The way I see it it's like this:

    
    
        Optional<Integer> num = getSomeRiskyNumber();
        if (!num.isPresent())
            return ... code to bubble up a blank optional
     

vs

    
    
        Integer num = getSomeRiskyNumber();
        if (num == null) 
            ... throw exception or return null
    

I get that the author has adopted a more functional programming methodology
for dealing with their data but for some tasks this isn't acceptable. To just
return 1 value you've allocated at least one object (Optional) and make at
least 2 function calls on it (isPresent() and get()).

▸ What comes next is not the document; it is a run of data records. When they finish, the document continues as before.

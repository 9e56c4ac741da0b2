//! Multipart form parsing shared by the upload routes.

use crate::error::HttpAppError;
use axum::extract::Multipart;
use cadenza_core::AppError;
use cadenza_processing::UploadRequest;
use std::collections::HashMap;
use uuid::Uuid;

const FILE_FIELD: &str = "file";

/// Text fields plus the optional `file` part of an admin upload form.
#[derive(Debug, Default)]
pub struct UploadForm {
    fields: HashMap<String, String>,
    file: Option<UploadRequest>,
}

impl UploadForm {
    pub async fn read(mut multipart: Multipart) -> Result<Self, HttpAppError> {
        let mut form = UploadForm::default();

        while let Some(field) = multipart.next_field().await? {
            let name = field.name().unwrap_or_default().to_string();

            if name == FILE_FIELD {
                let filename = field.file_name().unwrap_or_default().to_string();
                let content_type = field
                    .content_type()
                    .unwrap_or("application/octet-stream")
                    .to_string();
                let data = field.bytes().await?;
                form.file = Some(UploadRequest::new(content_type, filename, data));
            } else {
                let value = field.text().await?;
                form.fields.insert(name, value);
            }
        }

        Ok(form)
    }

    /// A trimmed, non-empty text field, if present.
    pub fn text(&self, name: &str) -> Option<String> {
        self.fields
            .get(name)
            .map(|v| v.trim())
            .filter(|v| !v.is_empty())
            .map(str::to_string)
    }

    pub fn required(&self, name: &str) -> Result<String, HttpAppError> {
        self.text(name)
            .ok_or_else(|| AppError::InvalidInput(format!("Field '{}' is required", name)).into())
    }

    pub fn uuid(&self, name: &str) -> Result<Uuid, HttpAppError> {
        let value = self.required(name)?;
        parse_uuid(name, &value)
    }

    /// A UUID field that may be left out of a partial update.
    pub fn optional_uuid(&self, name: &str) -> Result<Option<Uuid>, HttpAppError> {
        self.text(name)
            .map(|value| parse_uuid(name, &value))
            .transpose()
    }

    /// Comma separated ids naming at least one record. Duplicates collapse.
    pub fn required_uuid_list(&self, name: &str) -> Result<Vec<Uuid>, HttpAppError> {
        let ids = self.uuid_list(name)?;
        if ids.is_empty() {
            return Err(AppError::InvalidInput(format!(
                "Field '{}' requires at least one id",
                name
            ))
            .into());
        }
        Ok(ids)
    }

    /// Like [`required_uuid_list`](Self::required_uuid_list), but an absent
    /// field means "leave unchanged". A field that is sent blank is rejected.
    pub fn optional_uuid_list(&self, name: &str) -> Result<Option<Vec<Uuid>>, HttpAppError> {
        if !self.fields.contains_key(name) {
            return Ok(None);
        }
        self.required_uuid_list(name).map(Some)
    }

    fn uuid_list(&self, name: &str) -> Result<Vec<Uuid>, HttpAppError> {
        let Some(value) = self.text(name) else {
            return Ok(Vec::new());
        };

        let mut ids = Vec::new();
        for part in value.split(',').map(str::trim).filter(|p| !p.is_empty()) {
            let id = Uuid::parse_str(part).map_err(|_| {
                HttpAppError::from(AppError::InvalidInput(format!(
                    "Field '{}' must be a comma separated list of UUIDs",
                    name
                )))
            })?;
            if !ids.contains(&id) {
                ids.push(id);
            }
        }
        Ok(ids)
    }

    pub fn take_file(&mut self) -> Option<UploadRequest> {
        self.file.take()
    }

    pub fn require_file(&mut self) -> Result<UploadRequest, HttpAppError> {
        self.take_file()
            .ok_or_else(|| AppError::InvalidInput("Field 'file' is required".to_string()).into())
    }
}

fn parse_uuid(name: &str, value: &str) -> Result<Uuid, HttpAppError> {
    Uuid::parse_str(value)
        .map_err(|_| AppError::InvalidInput(format!("Field '{}' must be a UUID", name)).into())
}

You get `if (value == null)` for free. Throwing exceptions is very heavy and
I'd place Optional<> above that but there isn't any way to signify the error
that you acctually got. You'd need to make an Optional<Maybe<T>> where
Maybe<T> supports error/exceptions. Maybe Maybe<T> holds data and you can
extend it with BadMaybe<T> who extends exception or something so you can put
that in instead of your value to signal your exception.

I don't see the benifit. Maybe I'm just crazy but `if (v == null)` has all the
features Optional has for less of an overhead and less cognitive load. (If
you're afraid of NPEs then just document all the return states of your methods
and use @nullable to show when you need to check. IIRC IntellJ catches that
kind of mistake).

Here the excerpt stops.